Second Quarter 2014 Financial and Operational Results
For the second quarter ended June 30, 2014, we recognized $3.7 million in revenue from the amortization of the aggregate of $110 million in upfront payment and milestone payments that were earned in 2013 and 2012 from our global license and co-development agreement for TH-302 with Merck KGaA, Darmstadt, Germany. For the second quarter ended June 30, 2013, we recognized $3.2 million in revenue from the amortization of the aggregate of $97.5 million in upfront and milestone payments that were earned in 2012 and in the first quarter of 2013 from our collaboration with Merck, KGaA, Darmstadt, Germany. The revenue from the upfront payment and milestone payments earned under the agreement is being amortized over the relevant performance period, rather than being immediately recognized when the upfront payment and milestone are earned or received.
The net loss for the second quarter of 2014 was $0.8 million compared to a net loss of $12.8 million for the second quarter of 2013. Included in the net loss for the second quarter of 2014 was an operating loss of $7.5 million and non-cash income of $6.7 million compared to an operating loss of $7.0 million and non-cash expense of $5.8 million in the net loss for the second quarter of 2013. The non-cash income and expense is related to the change in fair value of the Company's outstanding and exercised warrants and was classified as other income (expense).
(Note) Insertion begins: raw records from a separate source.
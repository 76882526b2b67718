//! Backend abstraction for the scan workflow.

use async_trait::async_trait;
use bordereau_api_client::ApiClient;
use bordereau_core::models::{
    Bordereau, BordereauStatus, DocumentType, ModifyBordereauRequest, MutationResponse, ScanFile,
    ScanQueueItem, StartScanResponse, UploadResponse, UploadTarget,
};
use bordereau_core::{ScanError, ScanResult};

/// Remote operations used by the workflow.
///
/// The production implementation is [`ApiClient`]; tests substitute an in-memory
/// backend that records calls.
#[async_trait]
pub trait ScanBackend: Send + Sync {
    async fn scan_queue(&self) -> ScanResult<Vec<ScanQueueItem>>;

    async fn start_scan(&self, bordereau_id: &str) -> ScanResult<StartScanResponse>;

    /// Current status of a bordereau, read fresh from the server.
    async fn bordereau_status(&self, bordereau_id: &str) -> ScanResult<BordereauStatus>;

    async fn upload_documents(
        &self,
        bordereau_id: &str,
        target: UploadTarget,
        files: &[(&ScanFile, DocumentType)],
        notes: Option<&str>,
    ) -> ScanResult<UploadResponse>;

    async fn validate_scan(&self, bordereau_id: &str) -> ScanResult<MutationResponse>;

    async fn cancel_scan(&self, bordereau_id: &str, reason: &str)
        -> ScanResult<MutationResponse>;

    async fn rejected_bordereaux(&self) -> ScanResult<Vec<Bordereau>>;

    async fn bordereau_detail(&self, bordereau_id: &str) -> ScanResult<Bordereau>;

    async fn replace_document(
        &self,
        bordereau_id: &str,
        document_name: &str,
        file: &ScanFile,
    ) -> ScanResult<MutationResponse>;

    async fn add_missing_document(
        &self,
        bordereau_id: &str,
        doc_type: DocumentType,
        file: &ScanFile,
    ) -> ScanResult<MutationResponse>;

    async fn modify_bordereau(
        &self,
        bordereau_id: &str,
        changes: &ModifyBordereauRequest,
    ) -> ScanResult<MutationResponse>;

    async fn complete_corrections(&self, bordereau_id: &str) -> ScanResult<MutationResponse>;
}

/// Turn a `{success: false}` acknowledgement into an error.
pub(crate) fn ensure_ack(ack: MutationResponse) -> ScanResult<MutationResponse> {
    if ack.success {
        Ok(ack)
    } else {
        Err(ScanError::Rejected(ack.message.unwrap_or_default()))
    }
}

#[async_trait]
impl ScanBackend for ApiClient {
    async fn scan_queue(&self) -> ScanResult<Vec<ScanQueueItem>> {
        ApiClient::scan_queue(self).await
    }

    async fn start_scan(&self, bordereau_id: &str) -> ScanResult<StartScanResponse> {
        ApiClient::start_scan(self, bordereau_id).await
    }

    async fn bordereau_status(&self, bordereau_id: &str) -> ScanResult<BordereauStatus> {
        Ok(self.get_bordereau(bordereau_id).await?.status)
    }

    async fn upload_documents(
        &self,
        bordereau_id: &str,
        target: UploadTarget,
        files: &[(&ScanFile, DocumentType)],
        notes: Option<&str>,
    ) -> ScanResult<UploadResponse> {
        ApiClient::upload_documents(self, bordereau_id, target, files, notes).await
    }

    async fn validate_scan(&self, bordereau_id: &str) -> ScanResult<MutationResponse> {
        ApiClient::validate_scan(self, bordereau_id).await
    }

    async fn cancel_scan(
        &self,
        bordereau_id: &str,
        reason: &str,
    ) -> ScanResult<MutationResponse> {
        ApiClient::cancel_scan(self, bordereau_id, reason).await
    }

    async fn rejected_bordereaux(&self) -> ScanResult<Vec<Bordereau>> {
        ApiClient::rejected_bordereaux(self).await
    }

    async fn bordereau_detail(&self, bordereau_id: &str) -> ScanResult<Bordereau> {
        ApiClient::bordereau_detail(self, bordereau_id).await
    }

    async fn replace_document(
        &self,
        bordereau_id: &str,
        document_name: &str,
        file: &ScanFile,
    ) -> ScanResult<MutationResponse> {
        ApiClient::replace_document(self, bordereau_id, document_name, file).await
    }

    async fn add_missing_document(
        &self,
        bordereau_id: &str,
        doc_type: DocumentType,
        file: &ScanFile,
    ) -> ScanResult<MutationResponse> {
        ApiClient::add_missing_document(self, bordereau_id, doc_type, file).await
    }

    async fn modify_bordereau(
        &self,
        bordereau_id: &str,
        changes: &ModifyBordereauRequest,
    ) -> ScanResult<MutationResponse> {
        ApiClient::modify_bordereau(self, bordereau_id, changes).await
    }

    async fn complete_corrections(&self, bordereau_id: &str) -> ScanResult<MutationResponse> {
        ApiClient::complete_corrections(self, bordereau_id).await
    }
}

#[cfg(test)]
mod tests {
    use super::*;

    #[test]
    fn test_ensure_ack() {
        let ok = MutationResponse {
            success: true,
            message: Some("done".to_string()),
        };
        assert!(ensure_ack(ok).is_ok());

        let refused = MutationResponse {
            success: false,
            message: Some("Bordereau not found".to_string()),
        };
        match ensure_ack(refused) {
            Err(ScanError::Rejected(msg)) => assert_eq!(msg, "Bordereau not found"),
            other => panic!("expected Rejected, got {:?}", other),
        }
    }
}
Research and development expenses were $8.7 million for the second quarter of 2014 compared to $8.0 million for the second quarter of 2013. The increase in research and development expenses was due primarily to a $1.0 million increase in clinical development expenses and consulting expenses, and an increase of $0.7 million in employee related expenses, partially offset by a $1.0 million increase in the reimbursement from Merck KGaA, Darmstadt, Germany related to their 70% share of total development expenses for TH-302.
General and administrative expenses were $2.5 million for the second quarter of 2014 versus $2.2 million for the second quarter of 2013. The increase in general and administrative expenses was due primarily to an increase in consulting and employee related expenses to support the Company's ongoing collaboration with Merck KGaA, Darmstadt, Germany.
Non-cash stock-based compensation expense included in total operating expenses was $1.5 million for the second quarter of 2014 versus $1.3 million for the second quarter of 2013. The increase in stock-based compensation expense was due to the amortization of a greater number of options with higher fair values.
As of June 30, 2014, Threshold had $75.2 million in cash, cash equivalents and marketable securities, a decrease of $11.2 million during the second quarter of 2014. The net decrease in cash, cash equivalents and marketable securities during the second quarter of 2014 is primarily due to the Company's operating cash requirements for the second quarter of 2014, partially offset by the receipt of a $5.2 million reimbursement payment related to Merck KGaA's 70% share of total development expenses for TH-302 for the first quarter of 2014.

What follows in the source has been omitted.